Developer pack
Claude Skill
Postmortem Writer
Writes a blameless postmortem from incident notes — timeline, root cause, action items.
What it does
Takes raw incident notes (Slack thread, Datadog graphs, on-call timeline) and produces a blameless postmortem: the timeline, the root cause separated from contributing factors, action items with owners and dates.

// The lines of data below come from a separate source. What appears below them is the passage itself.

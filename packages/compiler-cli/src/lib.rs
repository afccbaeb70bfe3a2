#![deny(clippy::all)]

/**
 * Angular Compiler CLI - constructor dependency analysis
 *
 * Turns the constructor parameters of a decorated class into injection descriptors
 */
pub mod config;
pub mod ngtsc;
pub mod output;

pub use ngtsc::annotations::common::{
    get_constructor_dependencies, get_valid_constructor_dependencies, R3DependencyMetadata,
    R3ResolvedDependencyType,
};

/// Crate version
pub fn version() -> &'static str {
    env!("CARGO_PKG_VERSION")
}
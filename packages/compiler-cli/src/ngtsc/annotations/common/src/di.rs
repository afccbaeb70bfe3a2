// Dependency Injection Utilities
//
// Functions for analyzing constructor dependencies and injection tokens.

use super::util::{is_angular_core, CORE_MODULE};
use crate::config::AnalysisConfig;
use crate::ngtsc::diagnostics::{ErrorCode, FatalDiagnosticError};
use crate::ngtsc::reflection::{ClassDeclaration, CtorParameter, Decorator, ReflectionHost, ValueNode};
use crate::output::output_ast::{Expression, WrappedNodeExpr};
use bitflags::bitflags;
use oxc_ast::ast;
use oxc_span::GetSpan;
use tracing::{debug, trace};

/// Represents a constructor dependency metadata.
#[derive(Debug, Clone, PartialEq)]
pub struct R3DependencyMetadata<'a> {
    /// The token expression for the dependency.
    pub token: Expression<'a>,
    /// Whether the dependency is optional (@Optional).
    pub optional: bool,
    /// Whether to resolve from host (@Host).
    pub host: bool,
    /// Whether to use self (@Self).
    pub self_: bool,
    /// Whether to skip self (@SkipSelf).
    pub skip_self: bool,
    /// How to resolve this dependency.
    pub resolved: R3ResolvedDependencyType,
}

impl<'a> R3DependencyMetadata<'a> {
    pub fn new(token: Expression<'a>) -> Self {
        Self {
            token,
            optional: false,
            host: false,
            self_: false,
            skip_self: false,
            resolved: R3ResolvedDependencyType::Token,
        }
    }

    pub fn with_optional(mut self) -> Self {
        self.optional = true;
        self
    }

    pub fn with_host(mut self) -> Self {
        self.host = true;
        self
    }

    pub fn with_self(mut self) -> Self {
        self.self_ = true;
        self
    }

    pub fn with_skip_self(mut self) -> Self {
        self.skip_self = true;
        self
    }

    /// The source node the token was taken from.
    pub fn token_node(&self) -> Option<ValueNode<'a>> {
        self.token.as_wrapped_node().map(|wrapped| wrapped.node)
    }

    /// The modifier flags packed the way the injection runtime expects them.
    pub fn flags(&self) -> InjectFlags {
        let mut flags = InjectFlags::empty();
        flags.set(InjectFlags::HOST, self.host);
        flags.set(InjectFlags::SELF, self.self_);
        flags.set(InjectFlags::SKIP_SELF, self.skip_self);
        flags.set(InjectFlags::OPTIONAL, self.optional);
        flags
    }
}

bitflags! {
    /// Injection flags understood by the runtime's `inject` instruction.
    #[derive(Debug, Clone, Copy, PartialEq, Eq, Hash)]
    pub struct InjectFlags: u8 {
        const HOST = 0b0001;
        const SELF = 0b0010;
        const SKIP_SELF = 0b0100;
        const OPTIONAL = 0b1000;
    }
}

/// How a dependency is resolved.
#[derive(Debug, Clone, Copy, PartialEq, Eq)]
pub enum R3ResolvedDependencyType {
    /// A normal token.
    Token,
    /// The dependency is resolved to an attribute of the host element.
    Attribute,
    ChangeDetectorRef,
    ElementRef,
    Injector,
    TemplateRef,
    ViewContainerRef,
    Renderer2,
}

impl R3ResolvedDependencyType {
    /// Maps a symbol exported by the core module to the special handle it injects.
    pub fn from_well_known_name(name: &str) -> Option<Self> {
        match name {
            "ChangeDetectorRef" => Some(Self::ChangeDetectorRef),
            "ElementRef" => Some(Self::ElementRef),
            "Injector" => Some(Self::Injector),
            "TemplateRef" => Some(Self::TemplateRef),
            "ViewContainerRef" => Some(Self::ViewContainerRef),
            "Renderer2" => Some(Self::Renderer2),
            _ => None,
        }
    }
}

/// Decorator names that affect dependency resolution.
const OPTIONAL_DECORATOR: &str = "Optional";
const SELF_DECORATOR: &str = "Self";
const SKIP_SELF_DECORATOR: &str = "SkipSelf";
const HOST_DECORATOR: &str = "Host";
const INJECT_DECORATOR: &str = "Inject";
const ATTRIBUTE_DECORATOR: &str = "Attribute";

/// A recognized decorator on a constructor parameter, with its validated payload.
#[derive(Debug, Clone, Copy)]
pub enum ParameterDecorator<'a> {
    Inject(&'a ast::Expression<'a>),
    Attribute(&'a ast::Expression<'a>),
    Optional,
    Self_,
    SkipSelf,
    Host,
}

impl<'a> ParameterDecorator<'a> {
    /// Validates a framework decorator found on a constructor parameter.
    ///
    /// Any name outside the recognized set is an error, as is `@Inject`/`@Attribute` without
    /// exactly one argument.
    pub fn parse(
        decorator: &Decorator<'a>,
        options: &AnalysisConfig,
    ) -> Result<Self, FatalDiagnosticError> {
        let name = if options.is_core {
            decorator.name.as_str()
        } else {
            decorator.exported_name()
        };

        match name {
            INJECT_DECORATOR => single_argument(decorator, name).map(ParameterDecorator::Inject),
            ATTRIBUTE_DECORATOR => {
                single_argument(decorator, name).map(ParameterDecorator::Attribute)
            }
            OPTIONAL_DECORATOR => {
                no_payload(decorator, name, options).map(|()| ParameterDecorator::Optional)
            }
            SELF_DECORATOR => no_payload(decorator, name, options).map(|()| ParameterDecorator::Self_),
            SKIP_SELF_DECORATOR => {
                no_payload(decorator, name, options).map(|()| ParameterDecorator::SkipSelf)
            }
            HOST_DECORATOR => no_payload(decorator, name, options).map(|()| ParameterDecorator::Host),
            _ => Err(FatalDiagnosticError::new(
                ErrorCode::DecoratorUnexpected,
                decorator.span(),
                format!("Unexpected decorator {} on parameter.", name),
            )),
        }
    }
}

fn single_argument<'a>(
    decorator: &Decorator<'a>,
    name: &str,
) -> Result<&'a ast::Expression<'a>, FatalDiagnosticError> {
    // A lone spread may expand to any number of arguments.
    let arg = match decorator.args.as_deref() {
        Some([arg]) => arg.as_expression(),
        _ => None,
    };
    arg.ok_or_else(|| {
        FatalDiagnosticError::new(
            ErrorCode::DecoratorArityWrong,
            decorator.span(),
            format!("Unexpected number of arguments to @{}().", name),
        )
    })
}

fn no_payload(
    decorator: &Decorator<'_>,
    name: &str,
    options: &AnalysisConfig,
) -> Result<(), FatalDiagnosticError> {
    let has_args = decorator.args.as_ref().is_some_and(|args| !args.is_empty());
    if options.strict_modifier_arguments && has_args {
        return Err(FatalDiagnosticError::new(
            ErrorCode::DecoratorArityWrong,
            decorator.span(),
            format!("Unexpected arguments to @{}().", name),
        ));
    }
    Ok(())
}

/// The injection requirements accumulated from a parameter's decorators.
#[derive(Debug, Clone, Copy)]
pub struct ParameterInjection<'a> {
    pub token: Option<ValueNode<'a>>,
    pub optional: bool,
    pub host: bool,
    pub self_: bool,
    pub skip_self: bool,
    pub resolved: R3ResolvedDependencyType,
}

/// Folds decorators, in source order, over the token taken from the parameter's type.
///
/// Modifier flags only ever get set. The last `@Inject`/`@Attribute` decides the token;
/// `@Attribute` additionally marks the dependency as an attribute.
pub fn fold_parameter_decorators<'a>(
    type_token: Option<ValueNode<'a>>,
    decorators: &[ParameterDecorator<'a>],
) -> ParameterInjection<'a> {
    let mut injection = ParameterInjection {
        token: type_token,
        optional: false,
        host: false,
        self_: false,
        skip_self: false,
        resolved: R3ResolvedDependencyType::Token,
    };

    for decorator in decorators {
        match *decorator {
            ParameterDecorator::Inject(token) => injection.token = Some(ValueNode::Expression(token)),
            ParameterDecorator::Attribute(attribute) => {
                injection.token = Some(ValueNode::Expression(attribute));
                injection.resolved = R3ResolvedDependencyType::Attribute;
            }
            ParameterDecorator::Optional => injection.optional = true,
            ParameterDecorator::Self_ => injection.self_ = true,
            ParameterDecorator::SkipSelf => injection.skip_self = true,
            ParameterDecorator::Host => injection.host = true,
        }
    }

    injection
}

/// Recognizes tokens naming one of the handles the framework itself provides (`ElementRef`,
/// `Injector`, ...).
///
/// Only a bare identifier imported from `@angular/core` under one of those names matches. Local
/// declarations, imports from other modules and non-identifiers are plain tokens.
pub fn classify_well_known_token<'a>(
    token: &ValueNode<'a>,
    reflector: &dyn ReflectionHost<'a>,
) -> Option<R3ResolvedDependencyType> {
    let id = token.as_identifier()?;
    let import = reflector.get_import_of_identifier(id)?;
    if import.from != CORE_MODULE {
        return None;
    }
    R3ResolvedDependencyType::from_well_known_name(&import.name)
}

/// Get constructor dependencies for a class.
///
/// Returns one entry per constructor parameter, in order, or an empty list when the class declares
/// no constructor. `is_core` trusts every decorator without checking where it was imported from.
pub fn get_constructor_dependencies<'a>(
    clazz: &'a ClassDeclaration<'a>,
    reflector: &dyn ReflectionHost<'a>,
    is_core: bool,
) -> Result<Vec<R3DependencyMetadata<'a>>, FatalDiagnosticError> {
    let options = AnalysisConfig {
        is_core,
        ..AnalysisConfig::default()
    };
    get_constructor_dependencies_with_options(clazz, reflector, &options)
}

pub fn get_constructor_dependencies_with_options<'a>(
    clazz: &'a ClassDeclaration<'a>,
    reflector: &dyn ReflectionHost<'a>,
    options: &AnalysisConfig,
) -> Result<Vec<R3DependencyMetadata<'a>>, FatalDiagnosticError> {
    let class_name = clazz
        .id
        .as_ref()
        .map_or_else(|| "<anonymous>".to_string(), |id| id.name.to_string());

    let Some(params) = reflector.get_constructor_parameters(clazz) else {
        debug!(class = %class_name, "no constructor to analyse");
        return Ok(Vec::new());
    };

    debug!(
        class = %class_name,
        params = params.len(),
        is_core = options.is_core,
        "analysing constructor dependencies"
    );

    params
        .iter()
        .enumerate()
        .map(|(index, param)| analyze_ctor_parameter(index, param, &class_name, reflector, options))
        .collect::<Result<Vec<_>, _>>()
        .inspect_err(|err| debug!(class = %class_name, code = ?err.code, "{}", err.message))
}

/// Get only valid constructor dependencies, discarding the diagnostic when there is one.
pub fn get_valid_constructor_dependencies<'a>(
    clazz: &'a ClassDeclaration<'a>,
    reflector: &dyn ReflectionHost<'a>,
    is_core: bool,
) -> Option<Vec<R3DependencyMetadata<'a>>> {
    get_constructor_dependencies(clazz, reflector, is_core).ok()
}

fn analyze_ctor_parameter<'a>(
    index: usize,
    param: &CtorParameter<'a>,
    class_name: &str,
    reflector: &dyn ReflectionHost<'a>,
    options: &AnalysisConfig,
) -> Result<R3DependencyMetadata<'a>, FatalDiagnosticError> {
    // Decorators from other libraries are none of our business.
    let decorators = param
        .decorators
        .iter()
        .flatten()
        .filter(|decorator| options.is_core || is_angular_core(decorator))
        .map(|decorator| ParameterDecorator::parse(decorator, options))
        .collect::<Result<Vec<_>, _>>()?;

    let injection = fold_parameter_decorators(param.type_value, &decorators);

    let Some(token) = injection.token else {
        let param_label = param.name.clone().unwrap_or_else(|| index.to_string());
        return Err(FatalDiagnosticError::new(
            ErrorCode::ParamMissingToken,
            param.name_node.kind.span(),
            format!(
                "No suitable injection token for parameter '{}' of class '{}'.",
                param_label, class_name
            ),
        ));
    };

    let mut resolved = injection.resolved;
    if resolved == R3ResolvedDependencyType::Token {
        if let Some(kind) = classify_well_known_token(&token, reflector) {
            resolved = kind;
        }
    }

    trace!(
        class = %class_name,
        index,
        optional = injection.optional,
        self_ = injection.self_,
        skip_self = injection.skip_self,
        host = injection.host,
        resolved = ?resolved,
        "resolved constructor parameter"
    );

    Ok(R3DependencyMetadata {
        token: Expression::WrappedNode(WrappedNodeExpr::new(token)),
        optional: injection.optional,
        host: injection.host,
        self_: injection.self_,
        skip_self: injection.skip_self,
        resolved,
    })
}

Inverts the usual ratio — most postmortems spend 80% on timeline and 20% on root cause; good ones do the opposite.
When to use
- ✓After a production incident with customer or revenue impact
- ✓After a near-miss that almost caused customer impact
- ✓After a recurring issue you keep papering over — write it up to break the cycle
When not to use
- ✗You haven't actually investigated yet — postmortem comes after RCA, not instead
- ✗The incident is still ongoing — write the timeline, save the analysis
Install
Download the .zip, then unzip into your Claude skills folder.
mkdir -p ~/.claude/skills
unzip ~/Downloads/postmortem-writer.zip -d ~/.claude/skills/
# Restart Claude Code session.
# Skill is now available — Claude will use it when relevant.SKILL.md
SKILL.md
---
name: postmortem-writer
description: Use when writing a blameless postmortem after a production incident. Triggers on "postmortem", "post-mortem", "incident report", "RCA writeup", or pasted incident channel transcripts.
---
# Postmortem Writer
Most postmortems fail because they spend 80% on timeline and 20% on root cause. Invert that. The timeline exists to support the analysis, not be the analysis.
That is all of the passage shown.